Given entries =
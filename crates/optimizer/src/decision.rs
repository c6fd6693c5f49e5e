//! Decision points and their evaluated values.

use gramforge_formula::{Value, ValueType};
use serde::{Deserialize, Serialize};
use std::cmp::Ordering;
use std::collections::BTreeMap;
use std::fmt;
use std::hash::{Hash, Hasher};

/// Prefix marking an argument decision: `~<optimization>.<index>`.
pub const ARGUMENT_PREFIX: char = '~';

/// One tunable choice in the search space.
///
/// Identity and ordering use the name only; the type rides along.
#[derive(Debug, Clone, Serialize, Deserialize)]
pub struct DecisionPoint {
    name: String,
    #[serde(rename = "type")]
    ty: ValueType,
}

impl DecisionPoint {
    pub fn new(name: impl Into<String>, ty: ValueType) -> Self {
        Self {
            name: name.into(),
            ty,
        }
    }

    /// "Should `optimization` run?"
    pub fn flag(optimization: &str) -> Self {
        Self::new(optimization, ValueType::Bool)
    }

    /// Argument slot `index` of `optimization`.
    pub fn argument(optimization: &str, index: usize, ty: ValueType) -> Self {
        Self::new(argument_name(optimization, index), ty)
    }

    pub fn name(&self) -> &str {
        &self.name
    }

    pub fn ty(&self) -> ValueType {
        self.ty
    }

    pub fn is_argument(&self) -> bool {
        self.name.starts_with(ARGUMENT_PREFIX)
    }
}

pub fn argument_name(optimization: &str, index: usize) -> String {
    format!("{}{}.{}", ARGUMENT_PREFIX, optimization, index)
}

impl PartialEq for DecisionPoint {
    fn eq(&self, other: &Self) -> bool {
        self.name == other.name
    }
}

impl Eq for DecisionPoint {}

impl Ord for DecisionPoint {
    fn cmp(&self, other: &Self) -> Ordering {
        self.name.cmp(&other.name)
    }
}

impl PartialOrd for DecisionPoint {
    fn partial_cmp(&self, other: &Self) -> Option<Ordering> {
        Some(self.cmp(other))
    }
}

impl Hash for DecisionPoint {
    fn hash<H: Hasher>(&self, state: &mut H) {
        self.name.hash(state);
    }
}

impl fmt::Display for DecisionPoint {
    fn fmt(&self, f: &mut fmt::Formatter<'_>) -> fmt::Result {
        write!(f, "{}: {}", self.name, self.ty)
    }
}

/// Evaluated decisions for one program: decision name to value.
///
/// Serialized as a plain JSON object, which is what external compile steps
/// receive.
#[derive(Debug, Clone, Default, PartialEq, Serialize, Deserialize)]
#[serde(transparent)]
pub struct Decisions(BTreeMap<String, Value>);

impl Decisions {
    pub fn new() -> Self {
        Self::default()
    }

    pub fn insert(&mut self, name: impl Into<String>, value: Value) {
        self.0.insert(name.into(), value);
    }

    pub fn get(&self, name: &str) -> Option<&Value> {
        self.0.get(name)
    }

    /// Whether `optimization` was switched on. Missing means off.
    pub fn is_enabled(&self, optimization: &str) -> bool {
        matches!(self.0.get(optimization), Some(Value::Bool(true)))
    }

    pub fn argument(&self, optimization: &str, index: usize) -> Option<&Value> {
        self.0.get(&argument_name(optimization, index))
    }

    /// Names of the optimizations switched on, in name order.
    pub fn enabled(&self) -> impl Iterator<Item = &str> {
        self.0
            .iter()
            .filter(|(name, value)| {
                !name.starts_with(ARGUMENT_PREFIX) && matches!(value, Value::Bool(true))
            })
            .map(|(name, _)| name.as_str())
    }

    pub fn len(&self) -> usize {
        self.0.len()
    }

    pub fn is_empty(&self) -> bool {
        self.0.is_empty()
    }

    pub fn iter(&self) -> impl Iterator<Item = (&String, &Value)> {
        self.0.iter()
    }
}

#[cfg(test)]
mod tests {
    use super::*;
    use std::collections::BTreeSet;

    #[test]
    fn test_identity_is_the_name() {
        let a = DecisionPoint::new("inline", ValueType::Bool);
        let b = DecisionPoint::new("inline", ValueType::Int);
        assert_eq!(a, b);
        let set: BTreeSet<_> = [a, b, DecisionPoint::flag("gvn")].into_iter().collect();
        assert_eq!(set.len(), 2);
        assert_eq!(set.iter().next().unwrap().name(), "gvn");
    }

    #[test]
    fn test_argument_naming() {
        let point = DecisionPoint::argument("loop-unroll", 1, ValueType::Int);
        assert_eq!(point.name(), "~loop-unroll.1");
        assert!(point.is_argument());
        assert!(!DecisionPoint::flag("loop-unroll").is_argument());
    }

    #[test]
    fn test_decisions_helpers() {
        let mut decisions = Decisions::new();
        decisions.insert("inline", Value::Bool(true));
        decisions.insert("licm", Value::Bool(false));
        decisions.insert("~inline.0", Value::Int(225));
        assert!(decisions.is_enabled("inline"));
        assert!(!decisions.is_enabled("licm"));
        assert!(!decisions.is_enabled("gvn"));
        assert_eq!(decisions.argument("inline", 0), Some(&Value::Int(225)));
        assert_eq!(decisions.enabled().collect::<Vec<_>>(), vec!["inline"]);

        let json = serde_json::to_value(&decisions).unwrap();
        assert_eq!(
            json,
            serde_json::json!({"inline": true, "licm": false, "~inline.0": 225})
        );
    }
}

==

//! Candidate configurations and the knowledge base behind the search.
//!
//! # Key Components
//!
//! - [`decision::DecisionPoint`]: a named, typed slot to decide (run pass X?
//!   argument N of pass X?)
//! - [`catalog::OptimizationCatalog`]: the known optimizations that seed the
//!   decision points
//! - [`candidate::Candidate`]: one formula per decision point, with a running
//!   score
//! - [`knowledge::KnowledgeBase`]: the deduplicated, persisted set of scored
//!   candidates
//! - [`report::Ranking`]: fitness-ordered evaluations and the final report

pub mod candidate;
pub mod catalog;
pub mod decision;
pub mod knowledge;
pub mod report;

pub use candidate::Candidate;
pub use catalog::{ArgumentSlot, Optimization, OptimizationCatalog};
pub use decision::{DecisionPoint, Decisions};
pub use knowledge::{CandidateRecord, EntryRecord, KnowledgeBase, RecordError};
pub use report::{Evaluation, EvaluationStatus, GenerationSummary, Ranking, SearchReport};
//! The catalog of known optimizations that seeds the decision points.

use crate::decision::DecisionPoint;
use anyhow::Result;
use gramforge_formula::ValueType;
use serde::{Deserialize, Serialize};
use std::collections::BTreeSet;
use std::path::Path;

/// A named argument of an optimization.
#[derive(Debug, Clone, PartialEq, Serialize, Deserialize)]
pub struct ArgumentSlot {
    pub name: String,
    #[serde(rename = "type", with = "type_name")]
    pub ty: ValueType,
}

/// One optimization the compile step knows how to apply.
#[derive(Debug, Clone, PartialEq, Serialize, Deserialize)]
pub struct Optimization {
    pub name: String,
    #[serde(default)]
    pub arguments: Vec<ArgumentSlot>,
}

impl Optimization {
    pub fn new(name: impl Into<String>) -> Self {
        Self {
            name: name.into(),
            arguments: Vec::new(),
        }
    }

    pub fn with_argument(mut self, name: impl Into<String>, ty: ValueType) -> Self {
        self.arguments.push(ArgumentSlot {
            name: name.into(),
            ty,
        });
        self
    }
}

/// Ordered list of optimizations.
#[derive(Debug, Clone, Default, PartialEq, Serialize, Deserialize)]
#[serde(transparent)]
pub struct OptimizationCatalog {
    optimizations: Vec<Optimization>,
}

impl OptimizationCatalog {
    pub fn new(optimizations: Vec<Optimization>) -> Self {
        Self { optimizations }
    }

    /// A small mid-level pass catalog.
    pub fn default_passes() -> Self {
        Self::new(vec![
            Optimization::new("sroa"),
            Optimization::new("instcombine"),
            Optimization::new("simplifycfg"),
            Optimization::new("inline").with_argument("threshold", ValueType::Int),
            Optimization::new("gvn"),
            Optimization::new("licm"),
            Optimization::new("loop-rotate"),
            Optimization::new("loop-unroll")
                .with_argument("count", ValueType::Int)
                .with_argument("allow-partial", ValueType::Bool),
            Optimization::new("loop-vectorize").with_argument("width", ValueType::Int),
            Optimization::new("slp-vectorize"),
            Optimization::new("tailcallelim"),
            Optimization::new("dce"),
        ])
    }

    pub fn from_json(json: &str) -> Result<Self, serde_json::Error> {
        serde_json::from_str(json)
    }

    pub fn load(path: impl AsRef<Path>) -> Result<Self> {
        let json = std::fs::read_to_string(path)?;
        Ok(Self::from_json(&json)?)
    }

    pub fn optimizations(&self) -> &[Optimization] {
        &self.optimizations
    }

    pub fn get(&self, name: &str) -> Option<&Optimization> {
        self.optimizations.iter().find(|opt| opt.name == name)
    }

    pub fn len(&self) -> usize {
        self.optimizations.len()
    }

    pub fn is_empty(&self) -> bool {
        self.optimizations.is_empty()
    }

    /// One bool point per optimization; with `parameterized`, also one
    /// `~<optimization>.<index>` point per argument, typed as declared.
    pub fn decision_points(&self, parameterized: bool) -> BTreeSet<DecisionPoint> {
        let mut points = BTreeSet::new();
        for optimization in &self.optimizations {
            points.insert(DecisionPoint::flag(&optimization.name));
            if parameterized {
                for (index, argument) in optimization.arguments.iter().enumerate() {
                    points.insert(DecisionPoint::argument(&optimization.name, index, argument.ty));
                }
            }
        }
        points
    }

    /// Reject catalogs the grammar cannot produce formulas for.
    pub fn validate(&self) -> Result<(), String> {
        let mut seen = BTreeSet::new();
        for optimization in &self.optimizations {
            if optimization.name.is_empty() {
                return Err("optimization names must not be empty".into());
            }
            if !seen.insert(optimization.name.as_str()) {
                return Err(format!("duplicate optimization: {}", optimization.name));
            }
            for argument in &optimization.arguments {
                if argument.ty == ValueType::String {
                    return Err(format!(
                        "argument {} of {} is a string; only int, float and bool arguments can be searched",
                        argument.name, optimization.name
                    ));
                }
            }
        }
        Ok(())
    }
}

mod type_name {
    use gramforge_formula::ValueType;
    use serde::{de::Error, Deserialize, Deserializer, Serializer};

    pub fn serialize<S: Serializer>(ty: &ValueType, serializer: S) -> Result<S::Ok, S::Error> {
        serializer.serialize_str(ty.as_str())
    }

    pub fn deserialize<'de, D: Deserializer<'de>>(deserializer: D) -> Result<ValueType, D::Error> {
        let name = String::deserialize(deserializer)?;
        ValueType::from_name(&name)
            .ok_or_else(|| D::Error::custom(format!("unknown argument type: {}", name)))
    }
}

==

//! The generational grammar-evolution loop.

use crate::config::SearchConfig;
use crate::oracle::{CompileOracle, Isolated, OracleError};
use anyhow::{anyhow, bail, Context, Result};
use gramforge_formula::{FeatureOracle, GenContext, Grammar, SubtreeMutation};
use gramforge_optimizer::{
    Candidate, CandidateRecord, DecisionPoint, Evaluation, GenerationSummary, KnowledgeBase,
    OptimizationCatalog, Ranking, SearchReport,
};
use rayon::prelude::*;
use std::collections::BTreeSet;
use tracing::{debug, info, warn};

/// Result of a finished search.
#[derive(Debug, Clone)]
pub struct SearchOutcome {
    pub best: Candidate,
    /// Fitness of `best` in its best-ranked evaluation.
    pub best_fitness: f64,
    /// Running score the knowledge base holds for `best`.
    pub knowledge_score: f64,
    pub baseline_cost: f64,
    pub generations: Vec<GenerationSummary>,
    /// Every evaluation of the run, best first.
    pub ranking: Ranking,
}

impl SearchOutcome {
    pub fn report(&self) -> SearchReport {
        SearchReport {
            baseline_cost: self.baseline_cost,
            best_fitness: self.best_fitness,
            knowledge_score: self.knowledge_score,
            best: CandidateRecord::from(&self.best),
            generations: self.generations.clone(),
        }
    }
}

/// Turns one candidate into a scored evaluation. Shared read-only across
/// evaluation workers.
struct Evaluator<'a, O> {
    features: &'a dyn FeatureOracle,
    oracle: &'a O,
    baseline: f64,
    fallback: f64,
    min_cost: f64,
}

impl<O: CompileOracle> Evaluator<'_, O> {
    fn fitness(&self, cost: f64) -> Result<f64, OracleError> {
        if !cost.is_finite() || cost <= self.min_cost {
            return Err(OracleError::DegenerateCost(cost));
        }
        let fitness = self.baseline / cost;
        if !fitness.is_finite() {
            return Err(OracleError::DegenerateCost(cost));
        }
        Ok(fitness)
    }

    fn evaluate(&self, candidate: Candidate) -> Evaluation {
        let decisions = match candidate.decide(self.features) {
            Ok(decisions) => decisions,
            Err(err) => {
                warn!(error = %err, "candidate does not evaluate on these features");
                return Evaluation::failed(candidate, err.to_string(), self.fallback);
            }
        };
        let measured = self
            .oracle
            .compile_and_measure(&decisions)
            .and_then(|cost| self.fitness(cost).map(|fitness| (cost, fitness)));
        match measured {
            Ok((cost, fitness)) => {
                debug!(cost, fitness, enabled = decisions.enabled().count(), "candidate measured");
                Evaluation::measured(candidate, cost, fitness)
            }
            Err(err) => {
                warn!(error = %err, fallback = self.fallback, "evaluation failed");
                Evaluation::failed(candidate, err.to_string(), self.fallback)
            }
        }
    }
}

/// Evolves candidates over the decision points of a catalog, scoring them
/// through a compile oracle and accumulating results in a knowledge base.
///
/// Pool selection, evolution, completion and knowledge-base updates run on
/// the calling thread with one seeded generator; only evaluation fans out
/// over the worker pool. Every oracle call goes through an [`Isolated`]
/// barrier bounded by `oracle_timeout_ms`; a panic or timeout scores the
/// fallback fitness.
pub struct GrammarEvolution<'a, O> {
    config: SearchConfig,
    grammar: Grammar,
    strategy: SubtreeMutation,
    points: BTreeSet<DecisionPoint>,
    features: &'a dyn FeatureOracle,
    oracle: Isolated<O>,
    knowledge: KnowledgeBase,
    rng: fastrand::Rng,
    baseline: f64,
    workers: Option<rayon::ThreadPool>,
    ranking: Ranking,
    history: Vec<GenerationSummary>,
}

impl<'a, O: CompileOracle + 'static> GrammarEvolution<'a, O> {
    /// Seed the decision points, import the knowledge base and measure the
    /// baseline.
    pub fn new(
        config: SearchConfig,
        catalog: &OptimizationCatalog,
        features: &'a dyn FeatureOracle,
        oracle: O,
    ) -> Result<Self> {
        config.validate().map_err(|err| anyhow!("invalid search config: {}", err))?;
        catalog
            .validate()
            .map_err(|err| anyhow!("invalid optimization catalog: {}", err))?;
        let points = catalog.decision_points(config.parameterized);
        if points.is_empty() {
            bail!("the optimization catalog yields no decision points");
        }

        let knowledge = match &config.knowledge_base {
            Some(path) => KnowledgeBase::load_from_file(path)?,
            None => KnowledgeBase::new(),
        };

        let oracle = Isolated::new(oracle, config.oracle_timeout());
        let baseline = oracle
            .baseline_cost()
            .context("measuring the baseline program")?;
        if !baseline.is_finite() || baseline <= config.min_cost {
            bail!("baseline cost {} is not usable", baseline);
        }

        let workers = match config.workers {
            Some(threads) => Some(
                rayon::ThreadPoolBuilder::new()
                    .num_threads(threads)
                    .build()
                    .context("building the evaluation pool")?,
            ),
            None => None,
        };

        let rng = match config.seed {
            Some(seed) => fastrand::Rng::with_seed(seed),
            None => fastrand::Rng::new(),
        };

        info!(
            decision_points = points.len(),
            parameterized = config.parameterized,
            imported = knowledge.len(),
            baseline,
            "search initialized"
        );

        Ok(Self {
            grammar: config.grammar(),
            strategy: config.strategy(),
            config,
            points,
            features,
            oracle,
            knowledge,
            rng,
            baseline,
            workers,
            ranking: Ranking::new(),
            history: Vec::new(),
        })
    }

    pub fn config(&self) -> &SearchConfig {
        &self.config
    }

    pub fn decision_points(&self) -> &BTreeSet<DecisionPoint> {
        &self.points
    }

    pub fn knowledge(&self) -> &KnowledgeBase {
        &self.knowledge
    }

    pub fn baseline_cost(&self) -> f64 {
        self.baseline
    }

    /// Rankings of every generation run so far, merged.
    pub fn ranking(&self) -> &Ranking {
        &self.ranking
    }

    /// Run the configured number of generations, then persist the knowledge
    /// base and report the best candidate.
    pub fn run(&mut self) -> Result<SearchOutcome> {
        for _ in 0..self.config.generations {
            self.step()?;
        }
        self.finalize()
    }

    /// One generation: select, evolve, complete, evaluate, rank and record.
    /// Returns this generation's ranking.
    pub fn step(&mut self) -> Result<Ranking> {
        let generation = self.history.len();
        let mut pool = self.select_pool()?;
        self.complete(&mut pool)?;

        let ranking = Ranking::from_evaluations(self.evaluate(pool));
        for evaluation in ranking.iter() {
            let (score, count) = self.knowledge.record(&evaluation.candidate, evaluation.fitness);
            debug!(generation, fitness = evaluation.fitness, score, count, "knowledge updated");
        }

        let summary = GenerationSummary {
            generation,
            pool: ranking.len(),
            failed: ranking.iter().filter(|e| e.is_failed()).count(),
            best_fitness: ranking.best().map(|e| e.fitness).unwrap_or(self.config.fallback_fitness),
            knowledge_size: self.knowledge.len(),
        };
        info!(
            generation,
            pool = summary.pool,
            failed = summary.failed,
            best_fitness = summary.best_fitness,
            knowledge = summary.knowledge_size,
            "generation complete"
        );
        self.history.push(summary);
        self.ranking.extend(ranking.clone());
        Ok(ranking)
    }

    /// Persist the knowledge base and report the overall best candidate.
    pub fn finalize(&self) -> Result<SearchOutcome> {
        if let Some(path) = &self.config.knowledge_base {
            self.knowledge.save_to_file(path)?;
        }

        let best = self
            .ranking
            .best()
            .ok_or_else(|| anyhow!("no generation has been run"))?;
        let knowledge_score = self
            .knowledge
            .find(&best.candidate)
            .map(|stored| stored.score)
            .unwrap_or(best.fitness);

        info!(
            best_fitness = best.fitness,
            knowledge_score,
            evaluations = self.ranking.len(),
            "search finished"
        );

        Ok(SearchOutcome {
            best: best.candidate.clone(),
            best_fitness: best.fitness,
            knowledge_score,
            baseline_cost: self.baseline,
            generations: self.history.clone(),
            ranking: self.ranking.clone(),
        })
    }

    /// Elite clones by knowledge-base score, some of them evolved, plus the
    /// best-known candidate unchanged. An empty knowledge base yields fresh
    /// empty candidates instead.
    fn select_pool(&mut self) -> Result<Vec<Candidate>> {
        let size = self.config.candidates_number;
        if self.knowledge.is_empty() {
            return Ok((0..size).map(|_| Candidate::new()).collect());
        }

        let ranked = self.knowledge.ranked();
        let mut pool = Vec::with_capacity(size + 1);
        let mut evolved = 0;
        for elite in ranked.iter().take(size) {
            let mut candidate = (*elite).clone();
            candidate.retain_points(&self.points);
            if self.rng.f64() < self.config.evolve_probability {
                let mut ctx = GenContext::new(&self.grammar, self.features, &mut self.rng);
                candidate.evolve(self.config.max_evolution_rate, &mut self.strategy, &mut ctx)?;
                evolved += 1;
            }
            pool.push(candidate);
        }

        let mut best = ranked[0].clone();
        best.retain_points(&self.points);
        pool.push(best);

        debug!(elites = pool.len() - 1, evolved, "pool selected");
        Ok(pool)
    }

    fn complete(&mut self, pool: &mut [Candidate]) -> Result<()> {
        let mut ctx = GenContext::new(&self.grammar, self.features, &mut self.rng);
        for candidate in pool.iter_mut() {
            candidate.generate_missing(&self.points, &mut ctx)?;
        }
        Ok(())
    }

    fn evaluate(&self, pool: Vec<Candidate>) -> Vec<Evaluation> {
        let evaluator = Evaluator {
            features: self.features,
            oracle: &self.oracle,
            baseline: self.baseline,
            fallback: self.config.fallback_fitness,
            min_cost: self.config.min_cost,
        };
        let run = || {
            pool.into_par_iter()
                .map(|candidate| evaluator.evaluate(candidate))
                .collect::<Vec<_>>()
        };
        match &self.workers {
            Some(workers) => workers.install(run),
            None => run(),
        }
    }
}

Requirement = Search the entries above for lines containing the word "switched", and copy each one.

Task solution =
    /// Whether `optimization` was switched on. Missing means off.
    /// Names of the optimizations switched on, in name order.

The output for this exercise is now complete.